BEGIN PROVIDED DATA
use switchyard_project::path::SystemPath;

use crate::item::TestItem;
use crate::run::CoverageDetail;

/// Resolves per-file coverage detail on demand for the host UI.
///
/// Installed once per coverage run by the execution coordinator; shared
/// across every project in the run so the UI does not need to know which
/// project produced which file.
pub type CoverageLoader = Box<dyn Fn(&SystemPath) -> Vec<CoverageDetail> + Send + Sync>;

/// The host's test-run object: an append-only event sink for test state.
///
/// Multiple projects report into one sink concurrently, so implementations
/// must tolerate interleaved calls from concurrent writers.
pub trait TestRunSink: Send + Sync {
    fn started(&self, item: &TestItem);

    fn passed(&self, item: &TestItem);

    fn failed(&self, item: &TestItem, message: &str);

    fn skipped(&self, item: &TestItem);

    /// Populates the detailed-coverage callback slot on the run profile.
    fn set_coverage_loader(&self, loader: CoverageLoader);
}
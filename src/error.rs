//! Error types for every stage of the pipeline.
//!
//! Only [`FeedError`] and [`ConfigError`] are allowed to surface: the first
//! as a 500 from the HTTP handler, the second as a startup failure. Fetch and
//! extraction errors are contained by the scraper and turned into absence.

use std::string::FromUtf8Error;
use thiserror::Error;

/// A failed fetch of one source URL.
#[derive(Debug, Error)]
pub enum FetchError {
    /// DNS, connect, TLS or timeout failure before a response arrived.
    #[error("request to {url} failed: {source}")]
    Transport {
        url: String,
        #[source]
        source: reqwest::Error,
    },
    /// The server answered with a non-2xx status.
    #[error("{url} returned HTTP {status}")]
    Status { url: String, status: u16 },
    /// The response body could not be read.
    #[error("reading body of {url} failed: {source}")]
    Body {
        url: String,
        #[source]
        source: reqwest::Error,
    },
    /// The build gave up on the source before any request was sent.
    #[error("fetch of {url} was cancelled before it started")]
    Cancelled { url: String },
}

impl FetchError {
    /// The source URL this error belongs to.
    pub fn url(&self) -> &str {
        match self {
            FetchError::Transport { url, .. }
            | FetchError::Status { url, .. }
            | FetchError::Body { url, .. }
            | FetchError::Cancelled { url } => url,
        }
    }

    /// True when the request hit the configured timeout.
    pub fn is_timeout(&self) -> bool {
        match self {
            FetchError::Transport { source, .. } | FetchError::Body { source, .. } => {
                source.is_timeout()
            }
            FetchError::Status { .. } | FetchError::Cancelled { .. } => false,
        }
    }
}

/// Failure to map one article block, or one of its fields.
#[derive(Debug, Error)]
pub enum ExtractError {
    /// A required landmark (the headline anchor) is missing or empty.
    #[error("article block has no {landmark}")]
    MissingLandmark { landmark: &'static str },
    /// The date text did not match the source's format.
    #[error("unparseable date {value:?}: {source}")]
    DateParse {
        value: String,
        #[source]
        source: chrono::ParseError,
    },
}

/// Failure to render a feed document.
#[derive(Debug, Error)]
pub enum FeedError {
    #[error("feed metadata is missing `{0}`")]
    MissingMetadata(&'static str),
    #[error("cannot write Atom feed: {0}")]
    Atom(#[from] atom_syndication::Error),
    #[error("cannot write RSS feed: {0}")]
    Rss(#[from] rss::Error),
    #[error("feed document is not valid utf-8: {0}")]
    Utf8(#[from] FromUtf8Error),
}

/// Invalid or unreadable configuration.
#[derive(Debug, Error)]
pub enum ConfigError {
    #[error("cannot read config file {path}: {source}")]
    Read {
        path: String,
        #[source]
        source: std::io::Error,
    },
    #[error("cannot parse config file {path}: {source}")]
    Parse {
        path: String,
        #[source]
        source: serde_yaml::Error,
    },
    #[error("invalid source url {url:?}: {source}")]
    InvalidSourceUrl {
        url: String,
        #[source]
        source: url::ParseError,
    },
    #[error("no source urls configured")]
    NoSources,
}

#[cfg(test)]
mod tests {
    use super::*;

    #[test]
    fn test_status_error_message() {
        let e = FetchError::Status {
            url: "https://www.postoj.sk/politika".to_string(),
            status: 503,
        };
        assert_eq!(e.to_string(), "https://www.postoj.sk/politika returned HTTP 503");
        assert_eq!(e.url(), "https://www.postoj.sk/politika");
        assert!(!e.is_timeout());
    }

    #[test]
    fn test_missing_landmark_message() {
        let e = ExtractError::MissingLandmark {
            landmark: "headline anchor",
        };
        assert_eq!(e.to_string(), "article block has no headline anchor");
    }
}
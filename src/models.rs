//! Data models for scraped articles and the feed built from them.
//!
//! This module defines the data contract shared by the whole pipeline:
//! - [`RawPage`]: One fetched category listing, alive for a single scrape
//! - [`Entry`]: A normalized article record placed into the feed
//! - [`FeedMetadata`]: Fixed top-level feed fields, set once per build
//! - [`Feed`]: Metadata plus the entries collected during one build
//!
//! None of these types carry behavior beyond small accessors; parsing lives
//! in [`crate::scrapers`] and serialization in [`crate::outputs`].

use chrono::{DateTime, Utc};
use serde::Deserialize;

/// The body of one category listing page together with its HTTP status.
#[derive(Debug, Clone)]
pub struct RawPage {
    /// The URL the page was fetched from.
    pub url: String,
    /// HTTP status code of the response (always 2xx when handed to an extractor).
    pub status: u16,
    /// Decoded response body.
    pub body: String,
}

/// A normalized article record.
///
/// `id` and `link` both come from the headline anchor's `href` and are never
/// empty: extractors drop article blocks without an anchor instead of
/// emitting a half-filled entry.
#[derive(Debug, Clone, PartialEq, Eq)]
pub struct Entry {
    /// Unique identifier, taken from the canonical article link.
    pub id: String,
    /// URL of the full article.
    pub link: String,
    /// Plain-text title, fragments joined with `" / "`.
    pub title: String,
    /// Author display name, when the listing shows one.
    pub author: Option<String>,
    /// Plain-text excerpt (perex).
    pub summary: Option<String>,
    /// Publication instant, normalized to UTC.
    pub published: Option<DateTime<Utc>>,
}

/// Fixed top-level metadata of the generated feed.
#[derive(Debug, Clone, PartialEq, Eq, Deserialize)]
#[serde(default)]
pub struct FeedMetadata {
    /// Feed identifier (Atom `<id>`).
    pub id: String,
    /// Feed title.
    pub title: String,
    /// Feed author name.
    pub author: String,
    /// Site link (`rel="alternate"`).
    pub link: String,
    /// Logo image URL.
    pub logo: String,
    /// Short tagline.
    pub subtitle: String,
    /// Language code, e.g. `sk`.
    pub language: String,
}

impl Default for FeedMetadata {
    fn default() -> Self {
        Self {
            id: "https://github.com/fadawar/postoj-rss".to_string(),
            title: "Postoj.sk".to_string(),
            author: "Postoj.sk".to_string(),
            link: "https://www.postoj.sk".to_string(),
            logo: "https://www.postoj.sk/assets/frontend/build/img/brand-main.png".to_string(),
            subtitle: "Konzervatívny denník".to_string(),
            language: "sk".to_string(),
        }
    }
}

/// The aggregate produced by a single feed build.
///
/// A `Feed` is created fresh per request, filled by the aggregator in the
/// order sources complete, serialized and dropped.
#[derive(Debug, Clone)]
pub struct Feed {
    /// Fixed metadata.
    pub metadata: FeedMetadata,
    /// Time the build started; used as the feed's `updated` stamp.
    pub generated_at: DateTime<Utc>,
    /// Collected entries.
    pub entries: Vec<Entry>,
}

impl Feed {
    /// Create an empty feed stamped with the current time.
    pub fn new(metadata: FeedMetadata) -> Self {
        Self {
            metadata,
            generated_at: Utc::now(),
            entries: Vec::new(),
        }
    }
}
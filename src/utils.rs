//! Text helpers shared by the extractors and the logging around them.
//!
//! This module provides:
//! - Whitespace normalization for text pulled out of HTML
//! - String truncation for log previews

use once_cell::sync::Lazy;
use regex::Regex;

static WHITESPACE_RUN: Lazy<Regex> = Lazy::new(|| Regex::new(r"\s+").unwrap());

/// Collapse every whitespace run (including non-breaking spaces and
/// newlines) into a single space and trim both ends.
///
/// # Examples
///
/// ```ignore
/// assert_eq!(normalize_text("  Prečo\n   je  "), "Prečo je");
/// ```
pub fn normalize_text(s: &str) -> String {
    WHITESPACE_RUN.replace_all(s, " ").trim().to_string()
}

/// Like [`normalize_text`], but maps an empty result to `None`.
///
/// Used for optional landmarks, where an element that exists but holds only
/// whitespace counts as absent.
pub fn non_empty_text(s: &str) -> Option<String> {
    let text = normalize_text(s);
    if text.is_empty() { None } else { Some(text) }
}

/// Truncate a string for logging purposes.
///
/// Long strings are cut at the last character boundary at or before `max`
/// bytes, with an ellipsis and the number of dropped bytes appended.
///
/// # Examples
///
/// ```ignore
/// assert_eq!(truncate_for_log("short", 100), "short");
/// assert_eq!(truncate_for_log(&"a".repeat(500), 10), "aaaaaaaaaa…(+490 bytes)");
/// ```
pub fn truncate_for_log(s: &str, max: usize) -> String {
    if s.len() <= max {
        return s.to_string();
    }
    let mut cut = max;
    while !s.is_char_boundary(cut) {
        cut -= 1;
    }
    format!("{}…(+{} bytes)", &s[..cut], s.len() - cut)
}
#[cfg(test)]
mod tests {
    use super::*;
    use crate::fetcher::HttpFetcher;
    use crate::models::RawPage;
    use crate::scrapers::Markup;
    use std::collections::HashMap;
    use std::sync::atomic::{AtomicUsize, Ordering};

    /// In-memory fetcher: URL -> (delay, body or HTTP status).
    #[derive(Default)]
    struct FakeFetcher {
        pages: HashMap<String, (Duration, Result<String, u16>)>,
        in_flight: AtomicUsize,
        peak: AtomicUsize,
    }

    impl FakeFetcher {
        fn page(mut self, url: &str, delay_ms: u64, body: String) -> Self {
            self.pages
                .insert(url.to_string(), (Duration::from_millis(delay_ms), Ok(body)));
            self
        }

        fn failing(mut self, url: &str, status: u16) -> Self {
            self.pages
                .insert(url.to_string(), (Duration::ZERO, Err(status)));
            self
        }
    }

    impl PageFetcher for FakeFetcher {
        async fn fetch(&self, url: &str) -> Result<RawPage, FetchError> {
            let now = self.in_flight.fetch_add(1, Ordering::SeqCst) + 1;
            self.peak.fetch_max(now, Ordering::SeqCst);

            let (delay, outcome) = self.pages.get(url).cloned().unwrap_or((Duration::ZERO, Err(404)));
            tokio::time::sleep(delay).await;
            self.in_flight.fetch_sub(1, Ordering::SeqCst);

            match outcome {
                Ok(body) => Ok(RawPage {
                    url: url.to_string(),
                    status: 200,
                    body,
                }),
                Err(status) => Err(FetchError::Status {
                    url: url.to_string(),
                    status,
                }),
            }
        }
    }

    fn listing(items: &[(&str, &str, Option<&str>)]) -> String {
        let mut body = String::from("<html><body>");
        for (href, title, date) in items {
            body.push_str(&format!(
                r#"<article class="listing-article"><h3><a href="{href}">{title}</a></h3>"#
            ));
            if let Some(date) = date {
                body.push_str(&format!(r#"<time class="listing-article__date">{date}</time>"#));
            }
            body.push_str("</article>");
        }
        body.push_str("</body></html>");
        body
    }

    fn parse_atom(document: &str) -> atom_syndication::Feed {
        atom_syndication::Feed::read_from(document.as_bytes()).unwrap()
    }

    /// Listener that accepts connections and never answers them.
    async fn silent_server() -> String {
        let listener = tokio::net::TcpListener::bind("127.0.0.1:0").await.unwrap();
        let addr = listener.local_addr().unwrap();
        tokio::spawn(async move {
            let mut held = Vec::new();
            while let Ok((stream, _)) = listener.accept().await {
                held.push(stream);
            }
        });
        format!("http://{addr}/svet")
    }

    fn aggregator(sources: &[&str], fetcher: FakeFetcher) -> Aggregator<FakeFetcher> {
        Aggregator::new(
            sources.iter().map(|s| s.to_string()).collect(),
            fetcher,
            Markup::Current.extractor(),
            FeedMetadata::default(),
        )
    }

    const A: &str = "https://www.postoj.sk/politika";
    const B: &str = "https://www.postoj.sk/kultura";
    const C: &str = "https://www.postoj.sk/rodina";

    #[tokio::test]
    async fn test_merges_in_completion_order() {
        let fetcher = FakeFetcher::default()
            .page(A, 300, listing(&[("/a1", "A1", None), ("/a2", "A2", None)]))
            .page(B, 0, listing(&[("/b1", "B1", None), ("/b2", "B2", None)]));
        let agg = aggregator(&[A, B], fetcher);

        let (feed, stats) = agg.collect().await;

        let ids: Vec<&str> = feed.entries.iter().map(|e| e.id.as_str()).collect();
        assert_eq!(ids, ["/b1", "/b2", "/a1", "/a2"]);
        assert_eq!(stats.entries, 4);
        assert_eq!(stats.failed, 0);
    }

    #[tokio::test]
    async fn test_failed_source_does_not_abort_build() {
        let fetcher = FakeFetcher::default()
            .page(A, 0, listing(&[("/a1", "A1", None)]))
            .failing(B, 503)
            .page(C, 10, listing(&[("/c1", "C1", None)]));
        let agg = aggregator(&[A, B, C], fetcher);

        let built = agg.build_feed(FeedFormat::Atom).await.unwrap();

        assert_eq!(built.stats.sources, 3);
        assert_eq!(built.stats.failed, 1);
        assert_eq!(built.stats.entries, 2);
        assert_eq!(parse_atom(&built.document).entries.len(), 2);
    }

    #[tokio::test]
    async fn test_all_sources_failing_yields_empty_feed() {
        let fetcher = FakeFetcher::default().failing(A, 500).failing(B, 404);
        let agg = aggregator(&[A, B], fetcher);

        let built = agg.build_feed(FeedFormat::Atom).await.unwrap();

        assert_eq!(built.stats.failed, 2);
        assert_eq!(built.stats.entries, 0);
        let feed = parse_atom(&built.document);
        assert_eq!(feed.title.value, "Postoj.sk");
        assert!(feed.entries.is_empty());
    }

    #[tokio::test]
    async fn test_duplicate_ids_are_emitted_once() {
        let fetcher = FakeFetcher::default()
            .page(A, 0, listing(&[("/shared", "Shared", None), ("/a1", "A1", None)]))
            .page(B, 100, listing(&[("/shared", "Shared again", None)]));
        let agg = aggregator(&[A, B], fetcher);

        let (feed, stats) = agg.collect().await;

        assert_eq!(feed.entries.len(), 2);
        assert_eq!(stats.duplicates, 1);
        assert_eq!(feed.entries[0].title, "Shared");
    }

    #[tokio::test]
    async fn test_concurrency_is_bounded() {
        let urls: Vec<String> = (0..6).map(|i| format!("https://www.postoj.sk/c{i}")).collect();
        let mut fetcher = FakeFetcher::default();
        for (i, url) in urls.iter().enumerate() {
            let href = format!("/{i}");
            fetcher = fetcher.page(url, 50, listing(&[(href.as_str(), "T", None)]));
        }
        let refs: Vec<&str> = urls.iter().map(String::as_str).collect();
        let agg = aggregator(&refs, fetcher).with_max_concurrency(2);

        let (feed, _) = agg.collect().await;

        assert_eq!(feed.entries.len(), 6);
        let peak = agg.fetcher.peak.load(Ordering::SeqCst);
        assert!(peak <= 2, "peak in-flight fetches was {peak}");
    }

    #[tokio::test]
    async fn test_sources_are_fetched_in_parallel() {
        let fetcher = FakeFetcher::default()
            .page(A, 100, listing(&[("/a", "A", None)]))
            .page(B, 100, listing(&[("/b", "B", None)]))
            .page(C, 100, listing(&[("/c", "C", None)]));
        let agg = aggregator(&[A, B, C], fetcher);

        let (feed, _) = agg.collect().await;

        assert_eq!(feed.entries.len(), 3);
        assert!(agg.fetcher.peak.load(Ordering::SeqCst) > 1);
    }

    #[tokio::test]
    async fn test_published_order() {
        let fetcher = FakeFetcher::default().page(
            A,
            0,
            listing(&[
                ("/old", "Old", Some("01.02.2024, 09:30")),
                ("/undated", "Undated", None),
                ("/new", "New", Some("03.02.2024, 07:00")),
            ]),
        );
        let agg = aggregator(&[A], fetcher).with_order(EntryOrder::Published);

        let (feed, _) = agg.collect().await;

        let ids: Vec<&str> = feed.entries.iter().map(|e| e.id.as_str()).collect();
        assert_eq!(ids, ["/new", "/old", "/undated"]);
    }

    #[tokio::test]
    async fn test_repeated_builds_have_same_entry_set() {
        let fetcher = FakeFetcher::default()
            .page(A, 5, listing(&[("/a1", "A1", Some("01.02.2024, 09:30"))]))
            .page(B, 5, listing(&[("/b1", "B1", None), ("/b2", "B2", None)]));
        let agg = aggregator(&[A, B], fetcher);

        let ((first, _), (second, _)) = futures::future::join(agg.collect(), agg.collect()).await;

        let mut first = first.entries;
        let mut second = second.entries;
        first.sort_by(|a, b| a.id.cmp(&b.id));
        second.sort_by(|a, b| a.id.cmp(&b.id));
        assert_eq!(first, second);
        assert_eq!(first.len(), 3);
    }

    #[tokio::test]
    async fn test_timed_out_source_is_skipped() {
        let mut server = mockito::Server::new_async().await;
        server
            .mock("GET", "/politika")
            .with_status(200)
            .with_body(listing(&[("/p1", "P1", None), ("/p2", "P2", None)]))
            .create_async()
            .await;
        let healthy = format!("{}/politika", server.url());
        let stalled = silent_server().await;
        let fetcher = HttpFetcher::new(Duration::from_millis(200), "postoj_feed-test").unwrap();
        let agg = Aggregator::new(
            vec![stalled, healthy],
            fetcher,
            Markup::Current.extractor(),
            FeedMetadata::default(),
        );

        let built = agg.build_feed(FeedFormat::Atom).await.unwrap();

        assert_eq!(built.stats.sources, 2);
        assert_eq!(built.stats.failed, 1);
        assert_eq!(built.stats.entries, 2);
        let ids: Vec<String> = parse_atom(&built.document)
            .entries
            .into_iter()
            .map(|e| e.id)
            .collect();
        assert_eq!(ids, ["/p1", "/p2"]);
    }

    #[tokio::test]
    async fn test_closed_limiter_cancels_without_fetching() {
        let permits = Arc::new(Semaphore::new(1));
        permits.close();
        let fetcher = Arc::new(FakeFetcher::default().page(A, 0, listing(&[("/a1", "A1", None)])));

        let report = scrape_with_permit(
            permits,
            Arc::clone(&fetcher),
            Markup::Current.extractor(),
            A.to_string(),
        )
        .await;

        assert!(report.entries.is_empty());
        assert!(matches!(report.error, Some(FetchError::Cancelled { ref url }) if url == A));
        assert_eq!(fetcher.peak.load(Ordering::SeqCst), 0);
    }
}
END PROVIDED DATA
WORK ORDER =
Starting at the line with "fn started(&self, item: &TestItem);" and ending at the line with "request was sent.", print each line of the listing above exactly, with no other lines.

FINISHED EXERCISE =
    fn started(&self, item: &TestItem);

    fn passed(&self, item: &TestItem);

    fn failed(&self, item: &TestItem, message: &str);

    fn skipped(&self, item: &TestItem);

    /// Populates the detailed-coverage callback slot on the run profile.
    fn set_coverage_loader(&self, loader: CoverageLoader);
}
filename src/error.rs
//! Error types for every stage of the pipeline.
//!
//! Only [`FeedError`] and [`ConfigError`] are allowed to surface: the first
//! as a 500 from the HTTP handler, the second as a startup failure. Fetch and
//! extraction errors are contained by the scraper and turned into absence.

use std::string::FromUtf8Error;
use thiserror::Error;

/// A failed fetch of one source URL.
#[derive(Debug, Error)]
pub enum FetchError {
    /// DNS, connect, TLS or timeout failure before a response arrived.
    #[error("request to {url} failed: {source}")]
    Transport {
        url: String,
        #[source]
        source: reqwest::Error,
    },
    /// The server answered with a non-2xx status.
    #[error("{url} returned HTTP {status}")]
    Status { url: String, status: u16 },
    /// The response body could not be read.
    #[error("reading body of {url} failed: {source}")]
    Body {
        url: String,
        #[source]
        source: reqwest::Error,
    },
    /// The build gave up on the source before any request was sent.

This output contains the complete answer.